Right? So that's why we built, you know, Tropic on a community of data where we said, you know, what if you did have an easy to use tool, but it was sitting on a community of data and insights so that you don't have that limitation of data problem? And you can then use the AI on top of that to create the outcomes that you're looking for. So, lack of resources, lack of data, some of the other things that you said, these are not software problems.
This is a new breed of problem that I think are really AI problems. Right?
And only AI can actually solve them. So, you know, if you're sitting in a spend management position, I think this is a great time to be in your role because AI is giving you the tools to be strategic and to make an impact in your company in a way that you couldn't before. So, you know, very much the opposite of putting roles at risk.
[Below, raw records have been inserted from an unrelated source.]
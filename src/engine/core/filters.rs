// Typed filter stages, rendered to ffmpeg filter text only when a command
// line is built.

use super::resolution::scale_filter;
use std::fmt;
use std::path::PathBuf;

/// One `-vf` stage. Declaration order is the chain order.
#[derive(Debug, Clone, PartialEq)]
pub enum VideoFilter {
    /// Crop in source coordinates, e.g. `crop=1920:800:0:140`
    Crop(String),
    /// Bound the larger side to this many pixels
    Scale(u32),
    Fps(f64),
    /// Burn in a subtitle file
    Subtitles(PathBuf),
    /// User-supplied filter text, appended verbatim
    Custom(String),
}

impl VideoFilter {
    fn rank(&self) -> u8 {
        match self {
            VideoFilter::Crop(_) => 0,
            VideoFilter::Scale(_) => 1,
            VideoFilter::Fps(_) => 2,
            VideoFilter::Subtitles(_) => 3,
            VideoFilter::Custom(_) => 4,
        }
    }

    pub fn is_subtitles(&self) -> bool {
        matches!(self, VideoFilter::Subtitles(_))
    }
}

impl fmt::Display for VideoFilter {
    fn fmt(&self, f: &mut fmt::Formatter<'_>) -> fmt::Result {
        match self {
            VideoFilter::Crop(crop) => {
                if crop.starts_with("crop=") {
                    f.write_str(crop)
                } else {
                    write!(f, "crop={}", crop)
                }
            }
            VideoFilter::Scale(max_dimension) => f.write_str(&scale_filter(*max_dimension)),
            VideoFilter::Fps(fps) => write!(f, "fps={}", fps),
            VideoFilter::Subtitles(path) => {
                write!(f, "subtitles='{}'", escape_filter_path(&path.to_string_lossy()))
            }
            VideoFilter::Custom(text) => f.write_str(text),
        }
    }
}

/// Escape a path for use inside a single-quoted filter argument
fn escape_filter_path(path: &str) -> String {
    path.replace('\\', "/")
        .replace(':', "\\:")
        .replace('\'', "'\\''")
}

/// Video stages kept in crop, scale, fps, subtitles, custom order no matter
/// the order they are added in.
#[derive(Debug, Clone, Default, PartialEq)]
pub struct VideoFilterChain {
    stages: Vec<VideoFilter>,
}

impl VideoFilterChain {
    pub fn new() -> Self {
        Self::default()
    }

    pub fn push(&mut self, filter: VideoFilter) {
        // Stable: equal ranks keep insertion order
        let at = self
            .stages
            .iter()
            .position(|s| s.rank() > filter.rank())
            .unwrap_or(self.stages.len());
        self.stages.insert(at, filter);
    }

    pub fn with(mut self, filter: VideoFilter) -> Self {
        self.push(filter);
        self
    }

    pub fn stages(&self) -> &[VideoFilter] {
        &self.stages
    }

    pub fn is_empty(&self) -> bool {
        self.stages.is_empty()
    }

    pub fn has_subtitles(&self) -> bool {
        self.stages.iter().any(VideoFilter::is_subtitles)
    }

    /// Comma-joined filter text, `None` when there are no stages
    pub fn render(&self) -> Option<String> {
        if self.stages.is_empty() {
            return None;
        }
        Some(
            self.stages
                .iter()
                .map(ToString::to_string)
                .collect::<Vec<_>>()
                .join(","),
        )
    }
}

/// One `-af` stage
#[derive(Debug, Clone, PartialEq)]
pub enum AudioFilter {
    /// `aformat=channel_layouts=<layout>`, the multichannel workaround
    ChannelRemap(String),
    /// Second loudness pass with measured values
    Loudnorm(LoudnessParams),
    Custom(String),
}

impl fmt::Display for AudioFilter {
    fn fmt(&self, f: &mut fmt::Formatter<'_>) -> fmt::Result {
        match self {
            AudioFilter::ChannelRemap(layout) => write!(f, "aformat=channel_layouts={}", layout),
            AudioFilter::Loudnorm(p) => write!(
                f,
                "loudnorm=linear=true:measured_I={}:measured_LRA={}:measured_tp={}:measured_thresh={}",
                p.input_i, p.input_lra, p.input_tp, p.input_thresh
            ),
            AudioFilter::Custom(text) => f.write_str(text),
        }
    }
}

/// Values measured by the first loudnorm pass, kept as ffmpeg printed them
#[derive(Debug, Clone, PartialEq, serde::Deserialize, serde::Serialize)]
pub struct LoudnessParams {
    pub input_i: String,
    pub input_lra: String,
    pub input_tp: String,
    pub input_thresh: String,
}

/// Render an audio chain; `None` when empty
pub fn render_audio_filters(filters: &[AudioFilter]) -> Option<String> {
    if filters.is_empty() {
        return None;
    }
    Some(
        filters
            .iter()
            .map(ToString::to_string)
            .collect::<Vec<_>>()
            .join(","),
    )
}
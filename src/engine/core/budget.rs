// Size budgeting: splits the byte cap between audio and video and turns the
// video share into a target bitrate.

use super::error::{FitError, Result};
use super::tables::{
    AUDIO_TABLE, AUDIO_TABLE_GIF, COMPENSATION_TABLE, DurationTable, MAX_BITRATE_KBPS,
};
use serde::{Deserialize, Serialize};
use std::fmt;
use std::str::FromStr;

/// Delivery target with its own size cap, audio policy and duration limit
#[derive(Debug, Clone, Copy, PartialEq, Eq, Default, Serialize, Deserialize)]
#[serde(rename_all = "snake_case")]
pub enum Board {
    /// 6 MiB with sound
    #[default]
    Wsg,
    /// 4 MiB with sound
    Gif,
    /// 4 MiB, no sound
    Other,
}

impl Board {
    pub fn cap_bytes(self) -> u64 {
        match self {
            Board::Wsg => 6144 * 1024,
            Board::Gif | Board::Other => 4096 * 1024,
        }
    }

    pub fn allows_audio(self) -> bool {
        !matches!(self, Board::Other)
    }

    pub fn max_duration_s(self) -> f64 {
        match self {
            Board::Wsg => 400.0,
            Board::Gif => 300.0,
            Board::Other => 120.0,
        }
    }

    pub fn audio_table(self) -> DurationTable<u32> {
        match self {
            Board::Gif => AUDIO_TABLE_GIF,
            _ => AUDIO_TABLE,
        }
    }
}

impl fmt::Display for Board {
    fn fmt(&self, f: &mut fmt::Formatter<'_>) -> fmt::Result {
        f.write_str(match self {
            Board::Wsg => "wsg",
            Board::Gif => "gif",
            Board::Other => "other",
        })
    }
}

impl FromStr for Board {
    type Err = String;

    fn from_str(s: &str) -> std::result::Result<Self, Self::Err> {
        match s.to_ascii_lowercase().as_str() {
            "wsg" => Ok(Board::Wsg),
            "gif" => Ok(Board::Gif),
            "other" => Ok(Board::Other),
            other => Err(format!("unknown board '{}' (expected wsg, gif or other)", other)),
        }
    }
}

/// Named size profile: a board, optionally with a manual cap in MiB
#[derive(Debug, Clone, Copy, PartialEq, Default, Serialize, Deserialize)]
pub struct SizeProfile {
    pub board: Board,
    #[serde(default)]
    pub size_mib: Option<f64>,
}

impl SizeProfile {
    pub fn cap_bytes(&self) -> u64 {
        match self.size_mib {
            Some(mib) => (mib * 1024.0 * 1024.0) as u64,
            None => self.board.cap_bytes(),
        }
    }
}

/// Reject clips longer than the board allows
pub fn check_duration(board: Board, duration_s: f64) -> Result<()> {
    let limit_s = board.max_duration_s();
    if duration_s > limit_s {
        return Err(FitError::DurationExceeded {
            duration_s,
            limit_s,
        });
    }
    Ok(())
}

/// Byte split of the cap; audio + video never exceeds the cap
#[derive(Debug, Clone, Copy, PartialEq, Serialize)]
pub struct SizeBudget {
    pub cap_bytes: u64,
    pub audio_bytes: u64,
    pub video_bytes: u64,
    pub duration_s: f64,
}

impl SizeBudget {
    pub fn new(cap_bytes: u64, audio_bytes: u64, duration_s: f64) -> Result<Self> {
        if !(duration_s > 0.0) {
            return Err(FitError::InvalidDuration(duration_s));
        }
        let video_bytes = cap_bytes
            .checked_sub(audio_bytes)
            .filter(|bytes| *bytes > 0)
            .ok_or(FitError::BudgetExceeded {
                cap_bytes,
                audio_bytes,
            })?;

        Ok(Self {
            cap_bytes,
            audio_bytes,
            video_bytes,
            duration_s,
        })
    }
}

/// Video bitrate derived from a budget
#[derive(Debug, Clone, Copy, PartialEq, Eq, Serialize)]
pub struct VideoBitrate {
    /// Raw budget rate, capped at the ceiling
    pub target_kbps: u32,
    /// Automatic (table) plus manual subtraction
    pub compensation_kbps: i64,
    /// Rate actually handed to the encoder
    pub compensated_kbps: u32,
}

#[derive(Debug, Clone, Copy)]
pub struct BudgetCalculator {
    pub ceiling_kbps: u32,
    pub compensation: DurationTable<u32>,
    /// Extra subtraction supplied by the user (kbps, may be negative)
    pub manual_compensation_kbps: i32,
}

impl Default for BudgetCalculator {
    fn default() -> Self {
        Self {
            ceiling_kbps: MAX_BITRATE_KBPS,
            compensation: COMPENSATION_TABLE,
            manual_compensation_kbps: 0,
        }
    }
}

impl BudgetCalculator {
    pub fn with_manual_compensation(mut self, kbps: i32) -> Self {
        self.manual_compensation_kbps = kbps;
        self
    }

    pub fn with_ceiling(mut self, kbps: u32) -> Self {
        self.ceiling_kbps = kbps;
        self
    }

    /// Uncompensated rate: video bytes spread over the duration, capped
    pub fn target_kbps(&self, budget: &SizeBudget) -> u32 {
        let kbits = budget.video_bytes as f64 * 8.0 / 1024.0;
        let rate = (kbits / budget.duration_s).floor();
        (rate.min(self.ceiling_kbps as f64)).max(0.0) as u32
    }

    /// Compensated rate. This only nudges the encoder; the real size is
    /// checked after the encode.
    pub fn video_bitrate(&self, budget: &SizeBudget) -> Result<VideoBitrate> {
        let target_kbps = self.target_kbps(budget);
        let compensation_kbps = self.compensation.lookup(budget.duration_s) as i64
            + self.manual_compensation_kbps as i64;
        let compensated = target_kbps as i64 - compensation_kbps;

        if compensated <= 0 {
            return Err(FitError::BudgetExceeded {
                cap_bytes: budget.cap_bytes,
                audio_bytes: budget.audio_bytes,
            });
        }

        Ok(VideoBitrate {
            target_kbps,
            compensation_kbps,
            compensated_kbps: compensated as u32,
        })
    }
}
// Input probing using ffprobe

use crate::engine::core::{FitError, Result};
use serde::{Deserialize, Serialize};
use std::fmt;
use std::path::Path;
use std::process::Command;

/// Exact frame rate as reported by ffprobe (e.g. 30000/1001)
#[derive(Debug, Clone, Copy, PartialEq, Eq, Serialize, Deserialize)]
pub struct FrameRate {
    pub num: u32,
    pub den: u32,
}

impl FrameRate {
    /// Parse a fraction string like "30000/1001" or "30/1"
    pub fn parse(s: &str) -> Option<Self> {
        let (num, den) = s.trim().split_once('/')?;
        let num: u32 = num.trim().parse().ok()?;
        let den: u32 = den.trim().parse().ok()?;
        if den == 0 {
            return None;
        }
        Some(Self { num, den })
    }

    pub fn as_f64(&self) -> f64 {
        self.num as f64 / self.den as f64
    }
}

impl fmt::Display for FrameRate {
    fn fmt(&self, f: &mut fmt::Formatter<'_>) -> fmt::Result {
        write!(f, "{}/{}", self.num, self.den)
    }
}

/// First video stream of an input
#[derive(Debug, Clone, PartialEq, Serialize, Deserialize)]
pub struct InputInfo {
    pub width: u32,
    pub height: u32,
    pub frame_rate: FrameRate,
    pub duration: Option<f64>,
}

/// One audio stream of an input
#[derive(Debug, Clone, PartialEq, Serialize, Deserialize)]
pub struct AudioStreamInfo {
    pub channel_layout: Option<String>,
    pub channels: Option<u32>,
    pub language: Option<String>,
}

/// Stream metadata the pipeline needs from a probing tool.
///
/// Implemented by [`FfprobeProbe`]; tests substitute canned answers.
pub trait MediaProbe {
    /// Container duration in seconds
    fn duration(&self, path: &Path) -> Result<f64>;

    /// Width and height of the first video stream
    fn dimensions(&self, path: &Path) -> Result<(u32, u32)>;

    /// Frame rate of the first video stream
    fn frame_rate(&self, path: &Path) -> Result<FrameRate>;

    /// All audio streams, in ffmpeg's `0:a:N` order
    fn audio_streams(&self, path: &Path) -> Result<Vec<AudioStreamInfo>>;

    /// Channel layout of audio track `track`; `Ok(None)` when there is no such stream
    fn channel_layout(&self, path: &Path, track: u32) -> Result<Option<String>> {
        let streams = self.audio_streams(path)?;
        match streams.into_iter().nth(track as usize) {
            Some(stream) => stream
                .channel_layout
                .map(Some)
                .ok_or_else(|| FitError::probe(path, "audio stream has no channel layout")),
            None => Ok(None),
        }
    }
}

/// Probes inputs by running `ffprobe` and parsing its JSON output
#[derive(Debug, Clone)]
pub struct FfprobeProbe {
    program: String,
}

impl Default for FfprobeProbe {
    fn default() -> Self {
        Self {
            program: "ffprobe".to_string(),
        }
    }
}

impl FfprobeProbe {
    pub fn new(program: impl Into<String>) -> Self {
        Self {
            program: program.into(),
        }
    }

    fn run_json(&self, path: &Path, select: &str) -> Result<String> {
        let output = Command::new(&self.program)
            .args([
                "-v",
                "quiet",
                "-print_format",
                "json",
                "-show_format",
                "-show_streams",
                "-select_streams",
                select,
            ])
            .arg(path)
            .output()
            .map_err(|e| FitError::probe(path, format!("Failed to run ffprobe: {}", e)))?;

        if !output.status.success() {
            return Err(FitError::probe(
                path,
                format!(
                    "ffprobe exited with {}: {}",
                    output.status,
                    String::from_utf8_lossy(&output.stderr).trim()
                ),
            ));
        }
        Ok(String::from_utf8_lossy(&output.stdout).into_owned())
    }

    /// Probe the first video stream
    pub fn probe_input_info(&self, path: &Path) -> Result<InputInfo> {
        let json = self.run_json(path, "v:0")?;
        parse_input_info(&json).map_err(|msg| FitError::probe(path, msg))
    }
}

impl MediaProbe for FfprobeProbe {
    fn duration(&self, path: &Path) -> Result<f64> {
        let json = self.run_json(path, "v:0")?;
        parse_input_info(&json)
            .ok()
            .and_then(|info| info.duration)
            .or_else(|| parse_format_duration(&json))
            .ok_or_else(|| FitError::probe(path, "No duration found in ffprobe output"))
    }

    fn dimensions(&self, path: &Path) -> Result<(u32, u32)> {
        let info = self.probe_input_info(path)?;
        Ok((info.width, info.height))
    }

    fn frame_rate(&self, path: &Path) -> Result<FrameRate> {
        Ok(self.probe_input_info(path)?.frame_rate)
    }

    fn audio_streams(&self, path: &Path) -> Result<Vec<AudioStreamInfo>> {
        let json = self.run_json(path, "a")?;
        parse_audio_streams(&json).map_err(|msg| FitError::probe(path, msg))
    }
}

#[derive(Debug, Deserialize)]
struct FfprobeFormat {
    duration: Option<String>,
}

#[derive(Debug, Deserialize)]
struct FfprobeTags {
    language: Option<String>,
}

#[derive(Debug, Deserialize)]
struct FfprobeStream {
    width: Option<u32>,
    height: Option<u32>,
    r_frame_rate: Option<String>,
    avg_frame_rate: Option<String>,
    channel_layout: Option<String>,
    channels: Option<u32>,
    tags: Option<FfprobeTags>,
}

#[derive(Debug, Deserialize)]
struct FfprobeOutput {
    #[serde(default)]
    streams: Vec<FfprobeStream>,
    format: Option<FfprobeFormat>,
}

fn parse_format_duration(json: &str) -> Option<f64> {
    let probe: FfprobeOutput = serde_json::from_str(json).ok()?;
    probe.format?.duration?.parse::<f64>().ok()
}

/// Parse `ffprobe -show_streams -show_format` JSON for a video stream
pub fn parse_input_info(json: &str) -> std::result::Result<InputInfo, String> {
    let probe: FfprobeOutput =
        serde_json::from_str(json).map_err(|e| format!("Failed to parse ffprobe JSON: {}", e))?;

    let stream = probe
        .streams
        .first()
        .ok_or_else(|| "No video stream found".to_string())?;

    let width = stream.width.ok_or("Failed to get video width")?;
    let height = stream.height.ok_or("Failed to get video height")?;

    // r_frame_rate is exact; avg_frame_rate is "0/0" for some containers
    let frame_rate = stream
        .r_frame_rate
        .as_deref()
        .and_then(FrameRate::parse)
        .or_else(|| stream.avg_frame_rate.as_deref().and_then(FrameRate::parse))
        .ok_or("Failed to parse video framerate")?;

    let duration = probe
        .format
        .and_then(|f| f.duration)
        .and_then(|d| d.parse::<f64>().ok());

    Ok(InputInfo {
        width,
        height,
        frame_rate,
        duration,
    })
}

/// Parse `ffprobe -select_streams a` JSON into audio stream descriptions
pub fn parse_audio_streams(json: &str) -> std::result::Result<Vec<AudioStreamInfo>, String> {
    let probe: FfprobeOutput =
        serde_json::from_str(json).map_err(|e| format!("Failed to parse ffprobe JSON: {}", e))?;

    Ok(probe
        .streams
        .into_iter()
        .map(|s| AudioStreamInfo {
            channel_layout: s.channel_layout,
            channels: s.channels,
            language: s.tags.and_then(|t| t.language),
        })
        .collect())
}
Yeah. One example that comes to mind for me, you know, I've I've been doing procurement within the tech world for quite quite a few years now, And it feels like sourcing was always viewed as something very strategic, but it was often underutilized. Okay? And if I think about the reasons why procurement professionals weren't doing this idea of sourcing, what that means is, like, going out and truly exploring other options, trying to develop not only optionality at the point of purchase, but aligning yourself with the best supplier out there.
K. So so why wasn't it being done? Number one, frankly, it takes a lot of time. K?
I I think you have to get buy in from the business. There needs to be, like, you know, some compelling reason, and the data is sometimes missing.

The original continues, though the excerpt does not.